(Saved data entries)

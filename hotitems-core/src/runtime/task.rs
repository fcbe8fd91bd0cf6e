//! Single-threaded task loop around one operator.
//!
//! ```text
//! loop {
//!     (channel, element) = input_gate.next()
//!     match element {
//!         Record    => operator.process_record() -> route outputs
//!         Watermark => tracker.advance(channel)
//!                      if the minimum moved: operator.on_event_time() -> route outputs
//!                                            broadcast watermark
//!         End       => broadcast End, stop
//!     }
//! }
//! ```
//!
//! Timer output is always sent before the watermark that triggered it, so a
//! downstream task never sees a watermark ahead of the results it covers.

use anyhow::{Context, Result};
use tracing::{debug, info};

use crate::input_gate::InputGate;
use crate::operator::Operator;
use crate::output_gate::OutputGate;
use crate::partitioner::Partitioner;
use crate::time::WatermarkTracker;
use crate::types::{StreamData, StreamElement, StreamRecord, Watermark};

/// Counters reported when a task finishes.
#[derive(Debug, Clone, Copy, Default, PartialEq, Eq)]
pub struct TaskSummary {
    pub records_in: u64,
    pub records_out: u64,
    pub watermarks_out: u64,
}

/// Execution unit: one operator instance on one thread.
pub struct Task<IN, Op, P>
where
    Op: Operator<IN>,
{
    name: String,
    input_gate: InputGate<IN>,
    watermark_tracker: WatermarkTracker,
    operator: Op,
    output_gate: OutputGate<Op::OUT>,
    partitioner: P,
    output_buffer: Vec<StreamRecord<Op::OUT>>,
    summary: TaskSummary,
}

impl<IN, Op, P> Task<IN, Op, P>
where
    IN: Send,
    Op: Operator<IN>,
    Op::OUT: StreamData,
    P: Partitioner<Op::OUT>,
{
    pub fn new(
        name: impl Into<String>,
        input_gate: InputGate<IN>,
        operator: Op,
        output_gate: OutputGate<Op::OUT>,
        partitioner: P,
    ) -> Self {
        let watermark_tracker = WatermarkTracker::new(input_gate.num_channels());
        Self {
            name: name.into(),
            input_gate,
            watermark_tracker,
            operator,
            output_gate,
            partitioner,
            output_buffer: Vec::new(),
            summary: TaskSummary::default(),
        }
    }

    /// Run until every input channel has ended.
    pub fn run(mut self) -> Result<TaskSummary> {
        debug!(
            task = %self.name,
            inputs = self.input_gate.num_channels(),
            outputs = self.output_gate.num_channels(),
            "task started"
        );
        loop {
            let (channel, element) = self
                .input_gate
                .next()
                .with_context(|| format!("task {} input", self.name))?;
            match element {
                StreamElement::Record(record) => {
                    self.summary.records_in += 1;
                    self.operator.process_record(record, &mut self.output_buffer)?;
                    self.flush_output()?;
                }
                StreamElement::Watermark(wm) => {
                    if let Some(aligned) = self.watermark_tracker.advance(channel, wm) {
                        self.advance_event_time(aligned)?;
                    }
                }
                StreamElement::End => {
                    self.output_gate.broadcast(StreamElement::End)?;
                    break;
                }
            }
        }
        info!(
            task = %self.name,
            records_in = self.summary.records_in,
            records_out = self.summary.records_out,
            "task finished"
        );
        Ok(self.summary)
    }

    fn advance_event_time(&mut self, watermark: Watermark) -> Result<()> {
        self.operator
            .on_event_time(watermark.timestamp, &mut self.output_buffer)?;
        self.flush_output()?;
        self.output_gate.broadcast(StreamElement::Watermark(watermark))?;
        self.summary.watermarks_out += 1;
        Ok(())
    }

    fn flush_output(&mut self) -> Result<()> {
        for record in self.output_buffer.drain(..) {
            self.output_gate
                .emit_partitioned(record, &self.partitioner)?;
            self.summary.records_out += 1;
        }
        Ok(())
    }
}
use std::path::PathBuf;
use std::time::Instant;

use anyhow::Result;
use clap::Parser;
use hotitems_job::{HotItemsJob, JobConfig, WriterSink, open_behaviors};
use tracing::{info, warn};
use tracing_subscriber::EnvFilter;

#[derive(Parser, Debug)]
#[command(name = "hotitems")]
#[command(about = "Top-N most viewed items over sliding event-time windows", long_about = None)]
struct Cli {
    /// CSV input: userId,itemId,categoryId,behavior,timestamp (ascending seconds)
    input: PathBuf,
    /// JSON job config; flags below override it
    #[arg(long)]
    config: Option<PathBuf>,
    #[arg(long)]
    window_minutes: Option<u64>,
    #[arg(long)]
    slide_minutes: Option<u64>,
    #[arg(long)]
    top_n: Option<usize>,
    /// Behavior to count (default "pv")
    #[arg(long)]
    action: Option<String>,
    #[arg(long)]
    window_parallelism: Option<usize>,
    #[arg(long)]
    ranker_parallelism: Option<usize>,
}

impl Cli {
    fn job_config(&self) -> Result<JobConfig> {
        let mut config = match &self.config {
            Some(path) => JobConfig::from_json_file(path)?,
            None => JobConfig::default(),
        };
        if let Some(v) = self.window_minutes {
            config.window_length_minutes = v;
        }
        if let Some(v) = self.slide_minutes {
            config.slide_minutes = v;
        }
        if let Some(v) = self.top_n {
            config.top_n = v;
        }
        if let Some(v) = &self.action {
            config.filter_action = v.clone();
        }
        if let Some(v) = self.window_parallelism {
            config.window_parallelism = v;
        }
        if let Some(v) = self.ranker_parallelism {
            config.ranker_parallelism = v;
        }
        Ok(config)
    }
}

fn init_tracing() {
    let filter = EnvFilter::try_from_default_env().unwrap_or_else(|_| EnvFilter::new("info"));
    let _ = tracing_subscriber::fmt()
        .with_env_filter(filter)
        .with_writer(std::io::stderr)
        .try_init();
}

#[tokio::main]
async fn main() -> Result<()> {
    init_tracing();
    let cli = Cli::parse();

    let job = HotItemsJob::new(cli.job_config()?)?;
    let cancel = job.cancel_handle();
    let events = open_behaviors(&cli.input, job.metrics())?;
    info!(input = %cli.input.display(), "reading events");
    let started = Instant::now();

    let mut run = tokio::task::spawn_blocking(move || {
        let mut sink = WriterSink::new(std::io::stdout().lock());
        job.run(events, &mut sink)
    });

    let summary = tokio::select! {
        joined = &mut run => joined??,
        _ = tokio::signal::ctrl_c() => {
            warn!("interrupted, cancelling job");
            cancel.cancel();
            run.await??
        }
    };

    info!(
        "{}",
        summary
            .metrics
            .to_json_line("hotitems", Some(started.elapsed()))
    );
    Ok(())
}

▶ [ASSIGNMENT] Would you print exactly the lines from the first line of the entries above through the line that has "use crate::time::WatermarkTracker;", both included, and stop there?

▶ [ANSWER SECTION]
filename hotitems-core/src/runtime/task.rs
repository fcbe8fd91bd0cf6e
//! Single-threaded task loop around one operator.
//!
//! ```text
//! loop {
//!     (channel, element) = input_gate.next()
//!     match element {
//!         Record    => operator.process_record() -> route outputs
//!         Watermark => tracker.advance(channel)
//!                      if the minimum moved: operator.on_event_time() -> route outputs
//!                                            broadcast watermark
//!         End       => broadcast End, stop
//!     }
//! }
//! ```
//!
//! Timer output is always sent before the watermark that triggered it, so a
//! downstream task never sees a watermark ahead of the results it covers.

use anyhow::{Context, Result};
use tracing::{debug, info};

use crate::input_gate::InputGate;
use crate::operator::Operator;
use crate::output_gate::OutputGate;
use crate::partitioner::Partitioner;
use crate::time::WatermarkTracker;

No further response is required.